Susan's Blog

Reasons You May Not Be Digesting Your Food Well–Not Enough Water

Our bodies are 70 percent water, and if we don’t adequately hydrate our cells, they can’t function properly.  The water we drink and consume in our foods (like watermelon) is essential for bringing in nutrients and carrying out waste.

But did you know that water can specifically help your digestive tract?​

How water helps with digestion:

  • Helps to normalize stool transit time and emptying of the stomach
  • It is the main component of the mucus that lines the entire digestive tract, acting as a lubricant and also an integral part of our gastrointestinal wall
  • Helps to relieve constipation

Side note: While drinking plenty of water does help to relieve constipation, the reverse is not true!  If you have a problem with stools that are too loose, drinking less water will not help.  In other words, loose stools are not caused by drinking too much water.

Side note #2: Both constipation and diarrhea can be caused by inflammation.  One of the signs of food sensitivity (food sensitivities cause inflammation) is that the GI tract does something with water—either it will pull too much water out resulting in constipation, or it will pull too much water in, resulting in diarrhea.

How much water do you need to drink?

One way to figure out how much water you need to drink is to divide your body weight by 2, and that’s how many ounces of water you need to drink in a day.  For example, if you weigh 150 lbs., dividing that by 2 equals 75, so you need to drink at least 75 ounces of water a day.

I like to figure that out by the quart.  One quart is 32 ounces.  Two quarts are 64 ounces, and so a person that weighs 150 lbs. needs to drink 2 quarts plus 11 ounces of water, or roughly 2.5 quarts a day. If it’s hot outside, or you are sweating a lot, you need to drink even more!

Where do you get good, clean water?

Unfortunately, chemicals often show up in the water supply because groundwater is easily contaminated by runoff.   The EPA estimates that 1.5 trillion gallons of pollutants leak into the ground every year.  The highest contaminants are lead, radon, and nitrates (from fertilizers).  More than 700 chemicals have been found in tap water, but testing is commonly done for only 200 of them.

Also, public water supplies have to be treated with chlorine or chloramine to kill microbes in the water that could make us sick.  The problem with that is that the chlorine or chloramine is destructive to our microbiomes when ingested and the thyroid gland when inhaled (like in a hot, steamy shower).

An inexpensive charcoal filter can remove chlorine and other pollutants from tap water, so even a Brita or Pur pitcher can help purify your drinking water at very little expense.  A Berkley is a step up from that and can remove over 200 contaminants.  Or, consider a whole house water filtration system so that you don’t inhale chlorine and other pollutants while showering.  Depending on how much chlorine is in your water, inhaling chlorine can be harmful to your thyroid gland.

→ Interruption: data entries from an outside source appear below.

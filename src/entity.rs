//! Entity id allocation and the entity-to-location table. A single-threaded,
//! generation-free table: ids are bare `u64`s with no generation field. The
//! two-phase reserve/commit/abort shape mirrors
//! `archetype::storage::ArchetypeStorage` so `World::spawn` can roll both
//! back together on failure.

use smallvec::SmallVec;
use std::ptr::NonNull;

/// An opaque identifier for a row in some archetype's storage.
#[derive(Debug, Clone, Copy, PartialEq, Eq, Hash)]
pub struct Entity(pub u64);

impl Entity {
    pub fn id(self) -> u64 {
        self.0
    }
}

/// Where a live entity's row lives: which archetype, and a pointer to the
/// row's first byte within one of that archetype's chunks.
#[derive(Debug, Clone, Copy)]
pub struct Location {
    pub archetype: usize,
    pub row: NonNull<u8>,
}

/// The outcome of [`EntityTable::reserve`]: freshly minted or recycled
/// entity ids, with enough bookkeeping to commit or abort.
pub struct EntityReservation {
    entities: SmallVec<[Entity; 8]>,
    new_recycled_count: usize,
    fresh_count: usize,
}

impl EntityReservation {
    pub fn entities(&self) -> &[Entity] {
        &self.entities
    }
}

/// Maps entity id to [`Location`]; recycles despawned ids before minting new
/// ones.
#[derive(Default)]
pub struct EntityTable {
    locations: Vec<Option<Location>>,
    recycled: Vec<u64>,
}

impl EntityTable {
    pub fn new() -> Self {
        EntityTable::default()
    }

    /// Phase 1: reserve `count` entity ids, drawing first from the
    /// recycled-id stack (LIFO), then minting fresh ones. Does not assign
    /// locations; callers fill those in with [`EntityTable::set_location`]
    /// once the corresponding archetype rows are reserved.
    pub fn reserve(&mut self, count: usize) -> EntityReservation {
        let mut entities = SmallVec::with_capacity(count);

        let stack_len = self.recycled.len();
        let take = count.min(stack_len);
        for i in 0..take {
            entities.push(Entity(self.recycled[stack_len - 1 - i]));
        }
        let new_recycled_count = stack_len - take;

        let fresh_count = count - take;
        for _ in 0..fresh_count {
            let id = self.locations.len() as u64;
            self.locations.push(None);
            entities.push(Entity(id));
        }

        EntityReservation {
            entities,
            new_recycled_count,
            fresh_count,
        }
    }

    pub fn set_location(&mut self, entity: Entity, location: Location) {
        self.locations[entity.0 as usize] = Some(location);
    }

    /// Phase 2 (commit): truncate the recycled-id stack to the size
    /// recorded during `reserve`.
    pub fn commit(&mut self, reservation: EntityReservation) {
        self.recycled.truncate(reservation.new_recycled_count);
    }

    /// Phase 2 (abort): freshly minted ids are removed from the table
    /// entirely (they were never observed by a caller); recycled-origin
    /// ids were never taken out of the stack, so nothing else is needed.
    pub fn abort(&mut self, reservation: EntityReservation) {
        let new_len = self.locations.len() - reservation.fresh_count;
        self.locations.truncate(new_len);
    }

    pub fn location(&self, entity: Entity) -> Option<Location> {
        self.locations.get(entity.0 as usize).copied().flatten()
    }

    /// Removes `entity`, pushing its id onto the recycled stack. Returns
    /// its prior location (so the caller can recycle the row itself), or
    /// `None` if `entity` was never spawned or already despawned.
    ///
    /// Despawning an id twice is a caller bug, not a detected error:
    /// `Entity` is a bare id with no generation counter, so a double
    /// despawn cannot be distinguished from a fresh spawn that happens to
    /// have recycled the same id.
    pub fn despawn(&mut self, entity: Entity) -> Option<Location> {
        let slot = self.locations.get_mut(entity.0 as usize)?;
        let location = slot.take()?;
        self.recycled.push(entity.0);
        Some(location)
    }
}

#[cfg(test)]
mod tests {
    use super::*;

    fn dummy_location(archetype: usize) -> Location {
        Location {
            archetype,
            row: NonNull::dangling(),
        }
    }

    #[test]
    fn fresh_ids_are_dense_from_zero() {
        let mut table = EntityTable::new();
        let reservation = table.reserve(3);
        let ids: Vec<u64> = reservation.entities().iter().map(|e| e.id()).collect();
        table.commit(reservation);
        assert_eq!(ids, vec![0, 1, 2]);
    }

    #[test]
    fn despawned_ids_are_recycled_before_fresh_ones() {
        let mut table = EntityTable::new();
        let r1 = table.reserve(2);
        let e0 = r1.entities()[0];
        let e1 = r1.entities()[1];
        table.set_location(e0, dummy_location(0));
        table.set_location(e1, dummy_location(0));
        table.commit(r1);

        table.despawn(e0);

        let r2 = table.reserve(1);
        assert_eq!(r2.entities()[0], e0);
        table.commit(r2);
    }

    #[test]
    fn abort_discards_fresh_ids_but_leaves_recycled_ids_untouched() {
        let mut table = EntityTable::new();
        let r1 = table.reserve(2);
        let e0 = r1.entities()[0];
        let e1 = r1.entities()[1];
        table.set_location(e0, dummy_location(0));
        table.set_location(e1, dummy_location(0));
        table.commit(r1);
        table.despawn(e1);

        let r2 = table.reserve(2); // 1 recycled (e1) + 1 fresh
        assert_eq!(r2.entities()[0], e1);
        let fresh = r2.entities()[1];
        table.abort(r2);

        // The fresh id must not be observable any more.
        assert!(table.location(fresh).is_none());
        // Re-reserving 1 must still find e1 recycled.
        let r3 = table.reserve(1);
        assert_eq!(r3.entities()[0], e1);
    }

    #[test]
    fn location_of_unknown_entity_is_none() {
        let table = EntityTable::new();
        assert!(table.location(Entity(42)).is_none());
    }
}
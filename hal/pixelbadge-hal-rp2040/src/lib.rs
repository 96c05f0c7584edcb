//! RP2040-specific HAL for the pixel badge firmware
//!
//! This crate provides RP2040-specific implementations of the shared
//! `pixelbadge-hal` traits, plus RP2040-specific functionality:
//!
//! - PIO-driven WS2812 output for the 8x8 matrix
//! - GPIO input for the badge button
//! - Flash storage driver (implements `pixelbadge_hal::FlashStorage`)

#![no_std]

pub mod flash;
pub mod gpio;
pub mod leds;

// Re-export shared traits from pixelbadge-hal for convenience
pub use pixelbadge_hal::{FlashStorage as FlashStorageTrait, InputPin, StorageKey};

A lot of people don’t like drinking water because they say it doesn’t taste good.  A good water filter can go a long way in making the water taste much better and, with a little training, even the most reluctant water drinker can eventually learn to like it!  To ease the way, it’s really nice to make what I call “spa water”.  That’s where you slice some type of citrus fruit like lemon, limes, or oranges and add to a pitcher of chilled water for a more refreshing beverage.  Or, get creative and try some sliced strawberries, maybe with mint.  It’s hard to go wrong!

What about drinking bottles of water?

Water bought in plastic bottles contains small amounts of plastic from the bottle, and plastics are known to have hormone-disrupting effects.  If you regularly drink bottled` water, it’s a good idea to ask the manufacturer for information on the water source, type of plastics used, mineral content per serving, and levels of toxic substances.

What about tap water?

If you rely on local tap water, ask your water department where it originates, how it’s processed, what’s been added to it, and ask for an analysis.  You can also attend their yearly meeting to find out more.  Check out Environmental Working Group’s water filter guide and use their searchable Tap Water Database to see what pollutants are above the level of safety in your local water.  (Hint: legal levels and safe levels are sometimes different.)

What about well water?

If you have a water well, lucky you!  Consider getting a water sample and have it tested for bacteria and pollutants.  Also, consider a whole-house water filtration system specifically designed for well water.